* EXERCISE PROMPT
The response should be an exact copy of every record.

* RECORDS SHOWN
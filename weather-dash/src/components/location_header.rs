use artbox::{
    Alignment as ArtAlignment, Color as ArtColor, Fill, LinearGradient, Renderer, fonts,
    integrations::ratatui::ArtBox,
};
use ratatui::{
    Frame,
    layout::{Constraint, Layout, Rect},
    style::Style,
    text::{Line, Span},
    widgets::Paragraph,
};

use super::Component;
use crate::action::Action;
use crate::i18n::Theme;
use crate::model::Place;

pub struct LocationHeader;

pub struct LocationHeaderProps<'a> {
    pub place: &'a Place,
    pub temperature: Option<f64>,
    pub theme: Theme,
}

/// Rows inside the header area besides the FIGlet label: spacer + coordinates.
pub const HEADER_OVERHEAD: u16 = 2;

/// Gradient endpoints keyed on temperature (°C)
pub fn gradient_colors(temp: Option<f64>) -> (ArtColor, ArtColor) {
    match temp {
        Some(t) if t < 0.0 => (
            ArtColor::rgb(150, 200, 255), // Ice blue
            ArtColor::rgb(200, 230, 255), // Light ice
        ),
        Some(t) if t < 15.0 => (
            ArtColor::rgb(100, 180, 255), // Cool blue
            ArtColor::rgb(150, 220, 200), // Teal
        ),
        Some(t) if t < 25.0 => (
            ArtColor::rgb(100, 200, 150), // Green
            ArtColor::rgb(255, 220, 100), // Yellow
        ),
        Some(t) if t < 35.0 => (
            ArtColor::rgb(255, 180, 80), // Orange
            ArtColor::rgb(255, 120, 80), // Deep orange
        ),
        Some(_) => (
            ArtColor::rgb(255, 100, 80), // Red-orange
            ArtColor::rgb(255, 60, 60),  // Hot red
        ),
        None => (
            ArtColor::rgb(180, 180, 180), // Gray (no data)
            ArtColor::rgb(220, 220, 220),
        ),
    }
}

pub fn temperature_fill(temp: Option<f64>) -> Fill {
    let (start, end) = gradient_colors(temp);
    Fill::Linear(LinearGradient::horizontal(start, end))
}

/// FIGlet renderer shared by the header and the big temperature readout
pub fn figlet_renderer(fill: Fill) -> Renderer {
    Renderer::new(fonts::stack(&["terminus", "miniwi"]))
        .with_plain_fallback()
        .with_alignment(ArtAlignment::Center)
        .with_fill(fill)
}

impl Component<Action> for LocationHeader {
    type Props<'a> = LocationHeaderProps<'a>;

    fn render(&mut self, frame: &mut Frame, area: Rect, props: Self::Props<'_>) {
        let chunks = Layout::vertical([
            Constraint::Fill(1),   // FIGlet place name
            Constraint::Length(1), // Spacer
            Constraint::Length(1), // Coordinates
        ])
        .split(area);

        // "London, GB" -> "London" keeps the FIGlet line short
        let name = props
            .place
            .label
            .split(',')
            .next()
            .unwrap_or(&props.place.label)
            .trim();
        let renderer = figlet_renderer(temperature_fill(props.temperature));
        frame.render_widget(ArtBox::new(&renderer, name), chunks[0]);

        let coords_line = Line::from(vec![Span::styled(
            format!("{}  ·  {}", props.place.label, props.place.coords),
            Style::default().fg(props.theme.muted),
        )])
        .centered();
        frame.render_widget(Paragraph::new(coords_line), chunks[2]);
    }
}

* OUTPUT OF THE TASK
filename weather-dash/src/components/location_header.rs
use artbox::{
    Alignment as ArtAlignment, Color as ArtColor, Fill, LinearGradient, Renderer, fonts,
    integrations::ratatui::ArtBox,
};
use ratatui::{
    Frame,
    layout::{Constraint, Layout, Rect},
    style::Style,
    text::{Line, Span},
    widgets::Paragraph,
};

use super::Component;
use crate::action::Action;
use crate::i18n::Theme;
use crate::model::Place;

pub struct LocationHeader;

pub struct LocationHeaderProps<'a> {
    pub place: &'a Place,
    pub temperature: Option<f64>,
    pub theme: Theme,
}

/// Rows inside the header area besides the FIGlet label: spacer + coordinates.
pub const HEADER_OVERHEAD: u16 = 2;

/// Gradient endpoints keyed on temperature (°C)
pub fn gradient_colors(temp: Option<f64>) -> (ArtColor, ArtColor) {
    match temp {
        Some(t) if t < 0.0 => (
            ArtColor::rgb(150, 200, 255), // Ice blue
            ArtColor::rgb(200, 230, 255), // Light ice
        ),
        Some(t) if t < 15.0 => (
            ArtColor::rgb(100, 180, 255), // Cool blue
            ArtColor::rgb(150, 220, 200), // Teal
        ),
        Some(t) if t < 25.0 => (
            ArtColor::rgb(100, 200, 150), // Green
            ArtColor::rgb(255, 220, 100), // Yellow
        ),
        Some(t) if t < 35.0 => (
            ArtColor::rgb(255, 180, 80), // Orange
            ArtColor::rgb(255, 120, 80), // Deep orange
        ),
        Some(_) => (
            ArtColor::rgb(255, 100, 80), // Red-orange
            ArtColor::rgb(255, 60, 60),  // Hot red
        ),
        None => (
            ArtColor::rgb(180, 180, 180), // Gray (no data)
            ArtColor::rgb(220, 220, 220),
        ),
    }
}

pub fn temperature_fill(temp: Option<f64>) -> Fill {
    let (start, end) = gradient_colors(temp);
    Fill::Linear(LinearGradient::horizontal(start, end))
}

/// FIGlet renderer shared by the header and the big temperature readout
pub fn figlet_renderer(fill: Fill) -> Renderer {
    Renderer::new(fonts::stack(&["terminus", "miniwi"]))
        .with_plain_fallback()
        .with_alignment(ArtAlignment::Center)
        .with_fill(fill)
}

impl Component<Action> for LocationHeader {
    type Props<'a> = LocationHeaderProps<'a>;

    fn render(&mut self, frame: &mut Frame, area: Rect, props: Self::Props<'_>) {
        let chunks = Layout::vertical([
            Constraint::Fill(1),   // FIGlet place name
            Constraint::Length(1), // Spacer
            Constraint::Length(1), // Coordinates
        ])
        .split(area);

        // "London, GB" -> "London" keeps the FIGlet line short
        let name = props
            .place
            .label
            .split(',')
            .next()
            .unwrap_or(&props.place.label)
            .trim();
        let renderer = figlet_renderer(temperature_fill(props.temperature));
        frame.render_widget(ArtBox::new(&renderer, name), chunks[0]);

        let coords_line = Line::from(vec![Span::styled(
            format!("{}  ·  {}", props.place.label, props.place.coords),
            Style::default().fg(props.theme.muted),
        )])
        .centered();
        frame.render_widget(Paragraph::new(coords_line), chunks[2]);
    }
}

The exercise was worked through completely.